>>>
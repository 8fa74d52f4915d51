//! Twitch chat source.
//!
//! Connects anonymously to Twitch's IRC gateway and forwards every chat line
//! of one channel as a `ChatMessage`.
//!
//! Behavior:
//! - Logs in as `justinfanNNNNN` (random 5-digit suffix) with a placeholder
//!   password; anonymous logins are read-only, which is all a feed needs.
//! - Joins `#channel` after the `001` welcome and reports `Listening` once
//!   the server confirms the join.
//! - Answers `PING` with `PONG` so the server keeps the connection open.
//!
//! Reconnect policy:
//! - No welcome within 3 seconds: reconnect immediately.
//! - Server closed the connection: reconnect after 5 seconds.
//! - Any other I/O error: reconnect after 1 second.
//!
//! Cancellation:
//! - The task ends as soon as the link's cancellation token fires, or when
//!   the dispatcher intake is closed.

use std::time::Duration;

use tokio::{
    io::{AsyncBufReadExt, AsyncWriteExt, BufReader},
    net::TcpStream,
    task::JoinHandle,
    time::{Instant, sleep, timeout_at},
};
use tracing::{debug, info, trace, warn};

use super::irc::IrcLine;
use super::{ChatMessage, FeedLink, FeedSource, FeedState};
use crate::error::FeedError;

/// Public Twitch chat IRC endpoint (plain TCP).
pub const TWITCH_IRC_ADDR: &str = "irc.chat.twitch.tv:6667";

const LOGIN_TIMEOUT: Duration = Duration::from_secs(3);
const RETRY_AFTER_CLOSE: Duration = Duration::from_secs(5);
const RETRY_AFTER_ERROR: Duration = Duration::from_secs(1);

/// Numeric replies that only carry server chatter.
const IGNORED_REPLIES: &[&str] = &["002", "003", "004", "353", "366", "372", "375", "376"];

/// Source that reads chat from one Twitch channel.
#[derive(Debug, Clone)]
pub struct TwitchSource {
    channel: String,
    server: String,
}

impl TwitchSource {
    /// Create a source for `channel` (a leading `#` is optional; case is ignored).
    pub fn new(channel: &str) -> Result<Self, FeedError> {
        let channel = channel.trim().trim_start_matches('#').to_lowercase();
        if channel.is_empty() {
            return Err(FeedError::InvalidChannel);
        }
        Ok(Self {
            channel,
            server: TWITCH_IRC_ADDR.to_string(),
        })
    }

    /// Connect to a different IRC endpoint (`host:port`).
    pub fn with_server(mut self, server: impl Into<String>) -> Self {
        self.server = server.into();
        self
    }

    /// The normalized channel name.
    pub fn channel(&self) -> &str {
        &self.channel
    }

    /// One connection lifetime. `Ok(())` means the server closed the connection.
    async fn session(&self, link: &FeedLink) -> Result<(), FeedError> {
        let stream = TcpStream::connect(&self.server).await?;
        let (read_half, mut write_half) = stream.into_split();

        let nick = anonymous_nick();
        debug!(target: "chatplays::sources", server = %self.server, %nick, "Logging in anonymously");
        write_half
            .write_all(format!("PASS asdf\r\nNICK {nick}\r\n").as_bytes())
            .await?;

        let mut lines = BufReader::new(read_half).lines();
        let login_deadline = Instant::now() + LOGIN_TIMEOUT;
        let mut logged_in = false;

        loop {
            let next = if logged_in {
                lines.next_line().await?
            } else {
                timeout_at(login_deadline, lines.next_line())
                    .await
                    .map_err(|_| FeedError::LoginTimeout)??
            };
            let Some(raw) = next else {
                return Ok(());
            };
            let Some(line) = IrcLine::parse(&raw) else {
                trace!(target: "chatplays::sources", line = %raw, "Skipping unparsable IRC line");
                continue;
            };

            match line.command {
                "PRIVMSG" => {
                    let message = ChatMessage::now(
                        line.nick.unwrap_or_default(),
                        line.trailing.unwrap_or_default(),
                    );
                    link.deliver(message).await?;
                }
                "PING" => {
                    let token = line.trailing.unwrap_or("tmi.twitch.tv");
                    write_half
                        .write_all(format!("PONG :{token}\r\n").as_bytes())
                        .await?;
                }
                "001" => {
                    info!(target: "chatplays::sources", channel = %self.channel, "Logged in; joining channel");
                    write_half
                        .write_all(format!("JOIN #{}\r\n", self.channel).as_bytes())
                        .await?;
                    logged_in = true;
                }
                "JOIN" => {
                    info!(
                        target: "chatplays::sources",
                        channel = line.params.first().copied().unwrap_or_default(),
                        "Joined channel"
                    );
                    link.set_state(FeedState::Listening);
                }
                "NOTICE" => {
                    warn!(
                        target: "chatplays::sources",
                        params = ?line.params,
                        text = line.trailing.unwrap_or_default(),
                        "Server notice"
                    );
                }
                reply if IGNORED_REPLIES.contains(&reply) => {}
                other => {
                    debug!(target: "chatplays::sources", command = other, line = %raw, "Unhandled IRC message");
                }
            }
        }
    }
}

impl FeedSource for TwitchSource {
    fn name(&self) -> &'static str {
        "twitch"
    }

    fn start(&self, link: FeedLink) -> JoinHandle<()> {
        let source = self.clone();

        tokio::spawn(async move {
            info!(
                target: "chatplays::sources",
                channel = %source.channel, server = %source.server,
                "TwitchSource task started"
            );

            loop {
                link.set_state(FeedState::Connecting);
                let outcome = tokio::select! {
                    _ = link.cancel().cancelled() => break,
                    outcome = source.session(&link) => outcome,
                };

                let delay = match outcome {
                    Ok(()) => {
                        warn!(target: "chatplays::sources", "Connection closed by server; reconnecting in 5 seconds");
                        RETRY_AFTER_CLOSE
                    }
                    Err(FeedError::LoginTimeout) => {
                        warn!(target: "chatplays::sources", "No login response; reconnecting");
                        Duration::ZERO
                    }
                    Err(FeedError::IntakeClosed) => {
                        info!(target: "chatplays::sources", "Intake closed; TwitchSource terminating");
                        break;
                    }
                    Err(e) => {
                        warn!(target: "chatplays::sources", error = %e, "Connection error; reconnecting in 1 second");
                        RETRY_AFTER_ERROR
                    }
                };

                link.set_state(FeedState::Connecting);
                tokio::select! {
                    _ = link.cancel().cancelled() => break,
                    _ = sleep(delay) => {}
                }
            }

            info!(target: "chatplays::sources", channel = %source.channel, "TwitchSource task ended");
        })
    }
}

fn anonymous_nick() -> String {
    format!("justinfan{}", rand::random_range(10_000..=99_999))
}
<<<
>>>
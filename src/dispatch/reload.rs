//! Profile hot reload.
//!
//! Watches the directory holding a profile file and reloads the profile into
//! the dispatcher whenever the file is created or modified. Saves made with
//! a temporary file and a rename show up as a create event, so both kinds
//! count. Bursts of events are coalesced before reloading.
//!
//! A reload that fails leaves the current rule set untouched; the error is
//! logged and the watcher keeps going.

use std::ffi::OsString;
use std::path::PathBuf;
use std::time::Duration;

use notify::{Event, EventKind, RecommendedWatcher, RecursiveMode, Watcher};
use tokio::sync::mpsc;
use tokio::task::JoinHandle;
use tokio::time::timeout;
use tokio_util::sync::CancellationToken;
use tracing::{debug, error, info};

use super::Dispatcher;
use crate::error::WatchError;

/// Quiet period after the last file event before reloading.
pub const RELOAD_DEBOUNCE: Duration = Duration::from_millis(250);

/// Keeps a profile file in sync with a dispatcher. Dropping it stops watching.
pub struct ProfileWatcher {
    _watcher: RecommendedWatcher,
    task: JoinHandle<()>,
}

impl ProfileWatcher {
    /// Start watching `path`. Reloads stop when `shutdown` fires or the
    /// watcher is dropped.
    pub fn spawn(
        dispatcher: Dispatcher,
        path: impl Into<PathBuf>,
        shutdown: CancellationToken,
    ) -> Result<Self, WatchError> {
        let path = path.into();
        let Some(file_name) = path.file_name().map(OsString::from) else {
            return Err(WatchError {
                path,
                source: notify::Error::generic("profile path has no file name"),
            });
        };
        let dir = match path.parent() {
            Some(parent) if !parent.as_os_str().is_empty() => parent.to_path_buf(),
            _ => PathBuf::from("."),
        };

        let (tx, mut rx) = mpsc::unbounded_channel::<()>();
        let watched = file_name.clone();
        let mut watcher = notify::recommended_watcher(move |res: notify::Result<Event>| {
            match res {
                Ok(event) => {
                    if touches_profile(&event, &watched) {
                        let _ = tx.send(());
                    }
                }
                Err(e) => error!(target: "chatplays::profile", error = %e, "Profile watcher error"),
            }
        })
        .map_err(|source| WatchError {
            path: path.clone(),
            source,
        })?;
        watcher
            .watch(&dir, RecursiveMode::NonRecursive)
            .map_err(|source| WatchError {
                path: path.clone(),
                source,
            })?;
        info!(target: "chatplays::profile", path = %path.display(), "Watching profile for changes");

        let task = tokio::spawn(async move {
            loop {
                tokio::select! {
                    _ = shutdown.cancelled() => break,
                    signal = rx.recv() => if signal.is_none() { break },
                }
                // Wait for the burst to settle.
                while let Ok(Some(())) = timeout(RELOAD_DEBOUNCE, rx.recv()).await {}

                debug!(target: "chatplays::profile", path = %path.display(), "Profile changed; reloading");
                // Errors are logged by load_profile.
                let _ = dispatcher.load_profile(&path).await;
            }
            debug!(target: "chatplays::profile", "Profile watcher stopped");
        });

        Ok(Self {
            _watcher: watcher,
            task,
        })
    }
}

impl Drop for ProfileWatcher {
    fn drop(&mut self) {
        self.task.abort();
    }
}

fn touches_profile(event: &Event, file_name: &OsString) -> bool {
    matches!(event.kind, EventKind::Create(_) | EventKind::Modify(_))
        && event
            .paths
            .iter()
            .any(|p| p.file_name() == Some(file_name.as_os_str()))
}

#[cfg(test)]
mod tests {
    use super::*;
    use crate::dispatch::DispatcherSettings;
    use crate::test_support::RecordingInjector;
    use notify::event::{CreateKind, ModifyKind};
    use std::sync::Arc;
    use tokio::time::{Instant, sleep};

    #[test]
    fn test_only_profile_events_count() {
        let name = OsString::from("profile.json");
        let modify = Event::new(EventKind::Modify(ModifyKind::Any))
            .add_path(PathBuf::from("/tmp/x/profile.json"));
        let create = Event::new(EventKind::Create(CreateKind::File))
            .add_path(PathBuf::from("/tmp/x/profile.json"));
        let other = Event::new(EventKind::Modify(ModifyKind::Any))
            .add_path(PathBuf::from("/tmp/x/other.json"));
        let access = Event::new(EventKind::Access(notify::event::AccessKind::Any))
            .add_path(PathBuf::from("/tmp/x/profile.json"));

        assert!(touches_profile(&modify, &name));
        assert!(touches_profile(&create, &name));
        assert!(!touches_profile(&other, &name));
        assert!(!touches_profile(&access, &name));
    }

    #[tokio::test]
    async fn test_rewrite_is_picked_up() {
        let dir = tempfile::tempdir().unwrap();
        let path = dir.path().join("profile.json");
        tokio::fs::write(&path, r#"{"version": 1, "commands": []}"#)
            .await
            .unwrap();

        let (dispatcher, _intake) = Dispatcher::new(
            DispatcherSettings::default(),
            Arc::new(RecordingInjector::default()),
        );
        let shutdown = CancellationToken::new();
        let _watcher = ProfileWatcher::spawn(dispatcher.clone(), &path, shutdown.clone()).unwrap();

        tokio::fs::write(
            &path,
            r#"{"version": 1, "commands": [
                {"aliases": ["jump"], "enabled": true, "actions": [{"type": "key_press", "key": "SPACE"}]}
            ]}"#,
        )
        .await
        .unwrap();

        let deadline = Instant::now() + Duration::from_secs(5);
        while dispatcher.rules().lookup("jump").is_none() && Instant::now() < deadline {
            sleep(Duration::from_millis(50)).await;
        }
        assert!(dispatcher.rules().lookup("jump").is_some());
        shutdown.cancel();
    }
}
<<<
>>>
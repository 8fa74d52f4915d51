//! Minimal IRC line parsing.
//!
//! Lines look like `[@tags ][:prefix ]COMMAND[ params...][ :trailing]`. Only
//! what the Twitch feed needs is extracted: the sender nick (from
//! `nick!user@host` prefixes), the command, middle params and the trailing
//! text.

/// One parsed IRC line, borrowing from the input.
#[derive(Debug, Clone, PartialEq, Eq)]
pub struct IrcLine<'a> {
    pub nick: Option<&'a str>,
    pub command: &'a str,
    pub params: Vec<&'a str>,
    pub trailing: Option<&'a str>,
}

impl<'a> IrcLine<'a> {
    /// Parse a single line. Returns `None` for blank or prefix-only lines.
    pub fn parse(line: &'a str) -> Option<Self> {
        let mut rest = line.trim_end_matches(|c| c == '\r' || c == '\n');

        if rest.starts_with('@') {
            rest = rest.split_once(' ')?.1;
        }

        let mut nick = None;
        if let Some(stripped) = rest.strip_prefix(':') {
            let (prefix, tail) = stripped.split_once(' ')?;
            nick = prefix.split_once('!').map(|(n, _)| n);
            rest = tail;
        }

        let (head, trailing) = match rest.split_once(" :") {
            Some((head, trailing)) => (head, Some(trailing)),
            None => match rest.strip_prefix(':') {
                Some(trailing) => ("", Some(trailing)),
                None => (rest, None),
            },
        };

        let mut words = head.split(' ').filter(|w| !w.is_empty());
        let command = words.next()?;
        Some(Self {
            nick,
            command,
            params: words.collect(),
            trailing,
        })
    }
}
<<<
▸ **Assigned task**:
Each line in the data where the string "while" occurs should be identified and copied.

▸ **Result of this exercise**:
                while let Ok(Some(())) = timeout(RELOAD_DEBOUNCE, rx.recv()).await {}
        while dispatcher.rules().lookup("jump").is_none() && Instant::now() < deadline {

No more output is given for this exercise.